Sarah Hale, Social Value Manager, Amey, on putting essential skills at the heart of young people’s training programmes
As one of the UK’s leading infrastructure services and engineering companies, we provide industry-leading employment opportunities, training and apprenticeships, and recognise the role we can play in opening up such opportunities in wider industry.
We believe that providing meaningful work and investing in people is fundamental to both social and economic stability and recognise that while talent is spread equally across the UK, opportunity is not. Business has a key role in addressing inequalities in education and skills to ensure everyone, no matter their background, has a chance to ‘get-in’ and ‘get-on’.
A key enabler for this is the focus on essential skills, the highly transferable skills needed by almost everyone to do almost any job – such as teamwork, speaking and listening, and problem solving. The skills sit between basic (literacy, numeracy and digital) and technical (operationally specific). These skills are particularly important for those in their early careers.
Higher levels of essential skills pay a dividend as a wage premium of around 15 per cent or £3,400 per year for full-time workers, particularly when combined with the ability to transfer and apply those skills. This supports a robust economic argument for investing in these skills. It is crucial that employers give young people the opportunity to develop essential skills within their employment, to help level the playing field.
Earlier this year, to help tackle this inequality, Amey brought together experts from Investors in People, The Duke of Edinburgh’s Award (DofE), Skills Builder Partnership and Business in the Community. The event was co-located with a meeting of 28 Amey employees completing their DofE Gold Award to enable Amey’s young people to join the debate and inspire conversation on what more can be done.

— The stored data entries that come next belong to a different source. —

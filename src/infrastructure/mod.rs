//! Infrastructure layer - Technical implementations
//!
//! This layer contains the SIP engine: transactions, dialogs, refreshers
//! and the transports and resolvers feeding them.

pub mod protocols;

The full report is available to download at: www.amey.co.uk/bolder-steps-together/our-social-value-stories/putting-essential-skills-at-the-heart-of-young-people-programmes/ but below are some partner observations from the event and some advice to employers.
CHALLENGES FOR YOUNG PEOPLE
Organisations believe young people are missing the skills of emotional intelligence, risk taking, and being creative on entering the workplace. In turn, many young people believe they are lacking confidence; personal skills and being able to interact with people; communication; teamwork; project management; and basic ‘life skills’ such as financial awareness, tax and pensions, on entering the workplace.
Government priorities continue to remain on core subjects (English, science and maths), but while Arts based subjects tend to be better at enhancing essential skills, they are often the first to be dropped. Meanwhile, school students have mixed access to, and visibility and understanding of, possible career options but during school and university, the majority really don’t understand the world of work.
There is also a lack of visible role models for school students – and they often don’t represent the backgrounds and diversity of the students themselves. The preference is for these to be ‘local’ and mix of ages, helping young people to identify and connect with opportunities and career paths.
There is an expectation from young people that, when they enter the world of work, they will physically see people. With the increase in hybrid working, there needs to be a concerted effort for face-to-face interactions and opportunities to network and develop relationships
Not all organisations are using their Apprenticeship Levy, or they use it for senior management roles, which was not the intended purpose.
WHAT BUSINESSES CAN DO TO HELP
Provide greater visibility and understanding of all the roles and requirements across their sectors, for infrastructure management organisations, this might be roles in design, construction, and maintenance. Employers should offer visibility on what a working day or week looks like, which will help young people decide on careers and qualifications. The more businesses can share and explain these ‘routes in’, the more likely they will be to encourage young people into their sectors.
Employers should be much more proactive in recruitment – tapping into wider groups to access diverse skills and experience – and being more visible in communities. Young people often need support and role models to encourage them to apply for opportunities.
The Skills Builder Framework should be used across education so that it provides a familiar language for young people when embedded into job descriptions – thus supporting accessibility. This language could also be used within interview questions or tasks, or by assessors to evaluate candidates’ abilities.
Alongside this, consider providing advice, tips or practice for online interviews but also support and encourage face-to-face interactions and opportunities for young people to network and develop interpersonal relationships. This is particularly important with the increase of hybrid working.
Employers can also help to create a positive image of young people by sharing their successes and the value they bring.
Within the built environment it is important to engage with Tier 1 suppliers, encouraging the principles of essential skills throughout the supply chain by recruiting for potential and training for technical skills.
Finally, the FM sector needs to advocate for change. Incentivise our networks (such as supply chains) to do outreach activities and excite people about their businesses.
The session was incredibly helpful to see what we’re already doing well and what we could add to our young people outreach and programmes. Amey has committed to reporting regularly on these issues raised to stakeholders and the wider industry, as well as continuing to champion robust conversation and action.